Prompt
Show every line of the data below that includes the word "biased".

☆ ☆ ☆ ☆ ☆ ☆ ☆

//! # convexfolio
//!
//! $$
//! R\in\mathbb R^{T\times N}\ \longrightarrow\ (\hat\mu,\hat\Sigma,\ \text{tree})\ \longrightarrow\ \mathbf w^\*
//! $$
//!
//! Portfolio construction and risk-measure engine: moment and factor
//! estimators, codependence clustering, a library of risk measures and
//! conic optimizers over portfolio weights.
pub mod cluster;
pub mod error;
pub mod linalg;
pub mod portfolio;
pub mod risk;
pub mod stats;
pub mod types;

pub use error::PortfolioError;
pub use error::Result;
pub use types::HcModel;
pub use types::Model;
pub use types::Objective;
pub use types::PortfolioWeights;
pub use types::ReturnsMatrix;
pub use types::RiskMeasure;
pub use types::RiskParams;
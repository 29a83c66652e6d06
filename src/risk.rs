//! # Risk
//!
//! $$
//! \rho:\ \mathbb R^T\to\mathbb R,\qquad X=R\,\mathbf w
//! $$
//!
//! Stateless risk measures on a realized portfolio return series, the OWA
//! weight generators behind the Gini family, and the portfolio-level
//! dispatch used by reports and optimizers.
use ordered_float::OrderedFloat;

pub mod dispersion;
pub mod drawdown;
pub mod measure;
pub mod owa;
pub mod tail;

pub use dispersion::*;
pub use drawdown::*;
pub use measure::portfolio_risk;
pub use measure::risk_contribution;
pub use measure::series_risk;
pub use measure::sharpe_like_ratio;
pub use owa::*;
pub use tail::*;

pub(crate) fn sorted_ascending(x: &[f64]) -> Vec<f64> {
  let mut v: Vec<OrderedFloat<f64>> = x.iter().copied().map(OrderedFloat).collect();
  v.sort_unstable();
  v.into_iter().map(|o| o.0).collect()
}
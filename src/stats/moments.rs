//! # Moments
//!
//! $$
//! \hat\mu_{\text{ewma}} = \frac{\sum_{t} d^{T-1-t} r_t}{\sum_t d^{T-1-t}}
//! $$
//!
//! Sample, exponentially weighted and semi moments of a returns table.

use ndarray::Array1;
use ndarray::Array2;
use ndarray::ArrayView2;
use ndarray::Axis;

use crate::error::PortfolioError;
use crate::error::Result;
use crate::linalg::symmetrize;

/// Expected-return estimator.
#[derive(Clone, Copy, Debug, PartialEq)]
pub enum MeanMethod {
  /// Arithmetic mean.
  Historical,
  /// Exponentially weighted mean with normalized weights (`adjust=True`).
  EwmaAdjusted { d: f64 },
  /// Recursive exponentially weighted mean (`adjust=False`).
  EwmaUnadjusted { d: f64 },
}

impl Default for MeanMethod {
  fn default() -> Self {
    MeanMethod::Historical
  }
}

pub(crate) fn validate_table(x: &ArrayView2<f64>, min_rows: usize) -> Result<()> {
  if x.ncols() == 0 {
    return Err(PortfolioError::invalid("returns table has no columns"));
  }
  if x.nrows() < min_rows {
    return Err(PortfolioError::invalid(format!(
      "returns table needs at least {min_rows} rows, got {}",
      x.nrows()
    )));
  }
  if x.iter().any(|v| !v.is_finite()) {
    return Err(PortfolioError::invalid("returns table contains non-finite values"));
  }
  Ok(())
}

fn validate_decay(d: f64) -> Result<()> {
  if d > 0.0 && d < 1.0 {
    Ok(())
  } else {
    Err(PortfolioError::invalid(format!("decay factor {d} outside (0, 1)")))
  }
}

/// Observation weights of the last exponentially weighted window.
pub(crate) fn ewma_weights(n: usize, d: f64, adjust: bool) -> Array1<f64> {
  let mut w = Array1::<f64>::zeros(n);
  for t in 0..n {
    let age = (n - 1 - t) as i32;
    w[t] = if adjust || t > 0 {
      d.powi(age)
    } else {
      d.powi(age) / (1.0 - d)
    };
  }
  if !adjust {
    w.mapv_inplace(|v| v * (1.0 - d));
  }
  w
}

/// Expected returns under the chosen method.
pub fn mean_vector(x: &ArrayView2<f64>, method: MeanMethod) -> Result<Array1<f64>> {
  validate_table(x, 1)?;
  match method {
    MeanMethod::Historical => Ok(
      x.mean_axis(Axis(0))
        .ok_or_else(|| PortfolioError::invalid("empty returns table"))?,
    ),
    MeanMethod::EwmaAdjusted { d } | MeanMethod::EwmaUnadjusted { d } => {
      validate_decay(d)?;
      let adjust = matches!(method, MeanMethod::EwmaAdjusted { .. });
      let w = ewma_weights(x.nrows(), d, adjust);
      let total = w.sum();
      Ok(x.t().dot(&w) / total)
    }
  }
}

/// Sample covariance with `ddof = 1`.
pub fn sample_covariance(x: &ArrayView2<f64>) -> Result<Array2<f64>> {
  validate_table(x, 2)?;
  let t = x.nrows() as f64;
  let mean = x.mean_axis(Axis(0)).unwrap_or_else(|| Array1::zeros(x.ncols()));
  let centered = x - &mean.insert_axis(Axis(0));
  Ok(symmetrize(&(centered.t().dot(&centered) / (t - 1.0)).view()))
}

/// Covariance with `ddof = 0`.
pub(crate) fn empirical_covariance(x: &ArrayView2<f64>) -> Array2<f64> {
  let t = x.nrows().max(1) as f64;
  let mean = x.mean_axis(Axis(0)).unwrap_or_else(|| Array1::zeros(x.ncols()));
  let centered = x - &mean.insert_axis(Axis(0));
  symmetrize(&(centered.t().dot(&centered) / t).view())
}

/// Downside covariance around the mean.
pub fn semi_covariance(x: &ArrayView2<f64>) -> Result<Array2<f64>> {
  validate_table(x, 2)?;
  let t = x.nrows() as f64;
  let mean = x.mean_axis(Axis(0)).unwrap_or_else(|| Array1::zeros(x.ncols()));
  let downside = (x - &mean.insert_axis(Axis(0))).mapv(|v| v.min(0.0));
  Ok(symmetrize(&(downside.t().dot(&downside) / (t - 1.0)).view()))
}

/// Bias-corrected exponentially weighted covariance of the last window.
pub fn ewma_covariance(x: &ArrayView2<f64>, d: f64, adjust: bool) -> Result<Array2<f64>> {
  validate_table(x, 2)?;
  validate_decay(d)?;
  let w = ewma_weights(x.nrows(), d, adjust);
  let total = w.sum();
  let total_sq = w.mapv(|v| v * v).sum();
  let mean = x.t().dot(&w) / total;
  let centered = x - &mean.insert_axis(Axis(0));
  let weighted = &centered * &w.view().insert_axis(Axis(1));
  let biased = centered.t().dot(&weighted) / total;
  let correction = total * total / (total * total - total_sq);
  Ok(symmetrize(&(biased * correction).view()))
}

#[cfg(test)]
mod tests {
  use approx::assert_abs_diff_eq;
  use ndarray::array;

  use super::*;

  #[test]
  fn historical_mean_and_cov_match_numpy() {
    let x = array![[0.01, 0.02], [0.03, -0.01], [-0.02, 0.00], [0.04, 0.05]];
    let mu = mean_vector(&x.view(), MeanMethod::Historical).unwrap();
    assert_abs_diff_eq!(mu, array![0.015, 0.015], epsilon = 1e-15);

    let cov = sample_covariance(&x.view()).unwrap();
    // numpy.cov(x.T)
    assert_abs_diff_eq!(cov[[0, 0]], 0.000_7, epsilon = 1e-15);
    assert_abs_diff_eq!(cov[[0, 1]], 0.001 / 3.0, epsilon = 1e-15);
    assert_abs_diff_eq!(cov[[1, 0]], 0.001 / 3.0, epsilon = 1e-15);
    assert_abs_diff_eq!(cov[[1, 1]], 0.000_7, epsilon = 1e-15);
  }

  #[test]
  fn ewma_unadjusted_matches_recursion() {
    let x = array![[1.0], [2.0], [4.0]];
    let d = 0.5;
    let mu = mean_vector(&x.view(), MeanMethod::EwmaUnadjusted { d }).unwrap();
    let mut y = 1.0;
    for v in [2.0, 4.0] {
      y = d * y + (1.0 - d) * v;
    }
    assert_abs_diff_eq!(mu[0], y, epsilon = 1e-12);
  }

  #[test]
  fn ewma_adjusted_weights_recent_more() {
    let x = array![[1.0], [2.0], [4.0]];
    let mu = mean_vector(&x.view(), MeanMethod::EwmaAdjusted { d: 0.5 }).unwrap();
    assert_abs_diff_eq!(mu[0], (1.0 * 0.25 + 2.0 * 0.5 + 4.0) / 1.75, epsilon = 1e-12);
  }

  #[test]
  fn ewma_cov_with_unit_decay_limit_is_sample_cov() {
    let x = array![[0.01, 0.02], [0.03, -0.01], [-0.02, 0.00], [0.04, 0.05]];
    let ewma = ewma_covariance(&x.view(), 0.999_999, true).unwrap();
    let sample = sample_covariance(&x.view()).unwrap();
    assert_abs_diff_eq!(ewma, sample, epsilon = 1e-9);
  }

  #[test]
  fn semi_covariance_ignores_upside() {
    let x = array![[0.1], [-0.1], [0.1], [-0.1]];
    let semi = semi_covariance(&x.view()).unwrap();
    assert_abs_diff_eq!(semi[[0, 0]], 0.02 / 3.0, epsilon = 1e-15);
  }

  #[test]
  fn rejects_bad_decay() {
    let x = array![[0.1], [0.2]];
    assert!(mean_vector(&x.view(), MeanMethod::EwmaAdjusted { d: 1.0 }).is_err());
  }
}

☆ ☆ ☆ ☆ ☆ ☆ ☆

Output for this task
  let biased = centered.t().dot(&weighted) / total;
  Ok(symmetrize(&(biased * correction).view()))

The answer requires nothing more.